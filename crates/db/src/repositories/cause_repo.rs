//! Repository for the `causes` table.

use alms_core::types::DbId;
use sqlx::{PgConnection, PgPool};

use crate::models::cause::{Cause, CauseFilter, CauseStatusCount, CreateCause, UpdateCause};

/// Column list shared across queries to avoid repetition.
const COLUMNS: &str = "id, title, slug, summary, story, category, image_path, beneficiary_name, \
                       goal_minor, raised_minor, currency, status, is_urgent, aid_request_id, \
                       created_at, updated_at";

/// Provides CRUD operations for causes.
pub struct CauseRepo;

impl CauseRepo {
    /// Insert a new cause, returning the created row.
    pub async fn create(pool: &PgPool, input: &CreateCause) -> Result<Cause, sqlx::Error> {
        let mut conn = pool.acquire().await?;
        Self::create_with(&mut conn, input).await
    }

    /// Insert a cause on an existing connection, e.g. inside a transaction.
    pub async fn create_with(
        conn: &mut PgConnection,
        input: &CreateCause,
    ) -> Result<Cause, sqlx::Error> {
        let query = format!(
            "INSERT INTO causes (title, slug, summary, story, category, image_path,
                                 beneficiary_name, goal_minor, currency, is_urgent, aid_request_id)
             VALUES ($1, $2, $3, $4, $5, $6, $7, $8, $9, $10, $11)
             RETURNING {COLUMNS}"
        );
        sqlx::query_as::<_, Cause>(&query)
            .bind(&input.title)
            .bind(&input.slug)
            .bind(&input.summary)
            .bind(&input.story)
            .bind(&input.category)
            .bind(&input.image_path)
            .bind(&input.beneficiary_name)
            .bind(input.goal_minor)
            .bind(&input.currency)
            .bind(input.is_urgent)
            .bind(input.aid_request_id)
            .fetch_one(&mut *conn)
            .await
    }

    /// Find a cause by internal ID.
    pub async fn find_by_id(pool: &PgPool, id: DbId) -> Result<Option<Cause>, sqlx::Error> {
        let query = format!("SELECT {COLUMNS} FROM causes WHERE id = $1");
        sqlx::query_as::<_, Cause>(&query)
            .bind(id)
            .fetch_optional(pool)
            .await
    }

    /// Find a cause by its URL slug.
    pub async fn find_by_slug(pool: &PgPool, slug: &str) -> Result<Option<Cause>, sqlx::Error> {
        let query = format!("SELECT {COLUMNS} FROM causes WHERE slug = $1");
        sqlx::query_as::<_, Cause>(&query)
            .bind(slug)
            .fetch_optional(pool)
            .await
    }

    /// List causes matching `filter`, urgent first then newest.
    pub async fn list(
        pool: &PgPool,
        filter: &CauseFilter,
        limit: i64,
        offset: i64,
    ) -> Result<Vec<Cause>, sqlx::Error> {
        let query = format!(
            "SELECT {COLUMNS} FROM causes
             WHERE ($1::TEXT IS NULL OR status = $1)
               AND ($2::TEXT IS NULL OR category = $2)
               AND ($3::BOOLEAN IS NULL OR is_urgent = $3)
             ORDER BY is_urgent DESC, created_at DESC, id DESC
             LIMIT $4 OFFSET $5"
        );
        sqlx::query_as::<_, Cause>(&query)
            .bind(&filter.status)
            .bind(&filter.category)
            .bind(filter.urgent)
            .bind(limit)
            .bind(offset)
            .fetch_all(pool)
            .await
    }

    /// Update a cause. Only non-`None` fields in `input` are applied.
    ///
    /// Returns `None` if no row with the given `id` exists.
    pub async fn update(
        pool: &PgPool,
        id: DbId,
        input: &UpdateCause,
    ) -> Result<Option<Cause>, sqlx::Error> {
        let query = format!(
            "UPDATE causes SET
                title = COALESCE($2, title),
                summary = COALESCE($3, summary),
                story = COALESCE($4, story),
                category = COALESCE($5, category),
                image_path = COALESCE($6, image_path),
                beneficiary_name = COALESCE($7, beneficiary_name),
                goal_minor = COALESCE($8, goal_minor),
                status = COALESCE($9, status),
                is_urgent = COALESCE($10, is_urgent)
             WHERE id = $1
             RETURNING {COLUMNS}"
        );
        sqlx::query_as::<_, Cause>(&query)
            .bind(id)
            .bind(&input.title)
            .bind(&input.summary)
            .bind(&input.story)
            .bind(&input.category)
            .bind(&input.image_path)
            .bind(&input.beneficiary_name)
            .bind(input.goal_minor)
            .bind(&input.status)
            .bind(input.is_urgent)
            .fetch_optional(pool)
            .await
    }

    /// Delete a cause. Donations keep their rows with `cause_id` cleared.
    ///
    /// Returns `true` if a row was deleted.
    pub async fn delete(pool: &PgPool, id: DbId) -> Result<bool, sqlx::Error> {
        let result = sqlx::query("DELETE FROM causes WHERE id = $1")
            .bind(id)
            .execute(pool)
            .await?;
        Ok(result.rows_affected() > 0)
    }

    /// Count causes per status.
    pub async fn count_by_status(pool: &PgPool) -> Result<Vec<CauseStatusCount>, sqlx::Error> {
        sqlx::query_as::<_, CauseStatusCount>(
            "SELECT status, COUNT(*) AS count FROM causes GROUP BY status ORDER BY status ASC",
        )
        .fetch_all(pool)
        .await
    }
}
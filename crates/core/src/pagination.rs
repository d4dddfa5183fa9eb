//! Limit/offset clamping for list endpoints.

/// Default page size when the client does not pass `limit`.
pub const DEFAULT_LIMIT: i64 = 25;

/// Upper bound for `limit`.
pub const MAX_LIMIT: i64 = 100;

/// Clamp a user-provided limit into `1..=max`, falling back to `default`.
pub fn clamp_limit(limit: Option<i64>, default: i64, max: i64) -> i64 {
    limit.unwrap_or(default).max(1).min(max)
}

/// Clamp a user-provided offset to non-negative.
pub fn clamp_offset(offset: Option<i64>) -> i64 {
    offset.unwrap_or(0).max(0)
}
//! In-process event bus backed by a `tokio::sync::broadcast` channel.
//!
//! [`EventBus`] is the central publish/subscribe hub for [`PlatformEvent`]s.
//! Handlers publish after their database work commits; the activity logger
//! and notification dispatcher consume independently.

use alms_core::types::DbId;
use chrono::{DateTime, Utc};
use serde::{Deserialize, Serialize};
use tokio::sync::broadcast;

// ---------------------------------------------------------------------------
// Event types
// ---------------------------------------------------------------------------

pub const EVENT_USER_REGISTERED: &str = "user.registered";
pub const EVENT_USER_ROLE_CHANGED: &str = "user.role_changed";
pub const EVENT_DONATION_COMPLETED: &str = "donation.completed";
pub const EVENT_CAUSE_CREATED: &str = "cause.created";
pub const EVENT_CAUSE_UPDATED: &str = "cause.updated";
pub const EVENT_CAUSE_DELETED: &str = "cause.deleted";
pub const EVENT_AID_REQUEST_SUBMITTED: &str = "aid_request.submitted";
pub const EVENT_AID_REQUEST_REVIEWED: &str = "aid_request.reviewed";
pub const EVENT_NEWSLETTER_SUBSCRIBED: &str = "newsletter.subscribed";
pub const EVENT_CONTACT_SUBMITTED: &str = "contact.submitted";
pub const EVENT_SETTING_UPDATED: &str = "setting.updated";
pub const EVENT_EMAIL_SENT: &str = "email.sent";

// ---------------------------------------------------------------------------
// PlatformEvent
// ---------------------------------------------------------------------------

/// A domain event that occurred on the platform.
///
/// Constructed via [`PlatformEvent::new`] and enriched with the builder
/// methods [`with_source`](PlatformEvent::with_source),
/// [`with_actor`](PlatformEvent::with_actor), and
/// [`with_payload`](PlatformEvent::with_payload).
#[derive(Debug, Clone, Serialize, Deserialize)]
pub struct PlatformEvent {
    /// Dot-separated event name, e.g. `"donation.completed"`.
    pub event_type: String,

    /// Optional source entity kind (e.g. `"donation"`, `"cause"`).
    pub source_entity_type: Option<String>,

    /// Optional source entity database id.
    pub source_entity_id: Option<DbId>,

    /// Optional id of the user that triggered the event.
    pub actor_user_id: Option<DbId>,

    /// Free-form JSON payload carrying event-specific data.
    pub payload: serde_json::Value,

    /// When the event was created (UTC).
    pub timestamp: DateTime<Utc>,
}

impl PlatformEvent {
    /// Create a new event with only the required `event_type`.
    pub fn new(event_type: impl Into<String>) -> Self {
        Self {
            event_type: event_type.into(),
            source_entity_type: None,
            source_entity_id: None,
            actor_user_id: None,
            payload: serde_json::Value::Object(Default::default()),
            timestamp: Utc::now(),
        }
    }

    /// Attach a source entity to the event.
    pub fn with_source(mut self, entity_type: impl Into<String>, entity_id: DbId) -> Self {
        self.source_entity_type = Some(entity_type.into());
        self.source_entity_id = Some(entity_id);
        self
    }

    /// Attach the acting user to the event.
    pub fn with_actor(mut self, user_id: DbId) -> Self {
        self.actor_user_id = Some(user_id);
        self
    }

    /// Attach the acting user when there is one (guest actions have none).
    pub fn with_optional_actor(mut self, user_id: Option<DbId>) -> Self {
        self.actor_user_id = user_id;
        self
    }

    /// Set the JSON payload for the event.
    pub fn with_payload(mut self, payload: serde_json::Value) -> Self {
        self.payload = payload;
        self
    }

    /// Read a string field from the payload.
    pub fn payload_str(&self, key: &str) -> Option<&str> {
        self.payload.get(key).and_then(|v| v.as_str())
    }
}

// ---------------------------------------------------------------------------
// EventBus
// ---------------------------------------------------------------------------

/// Default buffer capacity for the broadcast channel.
const DEFAULT_CAPACITY: usize = 1024;

/// In-process fan-out event bus.
///
/// ```rust
/// use alms_events::bus::{EventBus, PlatformEvent};
///
/// let bus = EventBus::default();
/// let mut rx = bus.subscribe();
///
/// bus.publish(PlatformEvent::new("cause.created"));
/// ```
pub struct EventBus {
    sender: broadcast::Sender<PlatformEvent>,
}

impl EventBus {
    /// Create a bus with a specific channel capacity.
    ///
    /// When the buffer is full, the oldest un-consumed messages are dropped
    /// and slow receivers observe `RecvError::Lagged`.
    pub fn new(capacity: usize) -> Self {
        let (sender, _) = broadcast::channel(capacity);
        Self { sender }
    }

    /// Publish an event to all current subscribers.
    ///
    /// With no subscribers the event is dropped.
    pub fn publish(&self, event: PlatformEvent) {
        // A SendError only means there are zero receivers.
        let _ = self.sender.send(event);
    }

    /// Subscribe to all events published on this bus.
    pub fn subscribe(&self) -> broadcast::Receiver<PlatformEvent> {
        self.sender.subscribe()
    }
}

impl Default for EventBus {
    fn default() -> Self {
        Self::new(DEFAULT_CAPACITY)
    }
}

> _What to produce_:
Within the data above, filter for lines containing the word "summary" and copy each one.

> _Exercise output_:
const COLUMNS: &str = "id, title, slug, summary, story, category, image_path, beneficiary_name, \
            "INSERT INTO causes (title, slug, summary, story, category, image_path,
            .bind(&input.summary)
                summary = COALESCE($3, summary),
            .bind(&input.summary)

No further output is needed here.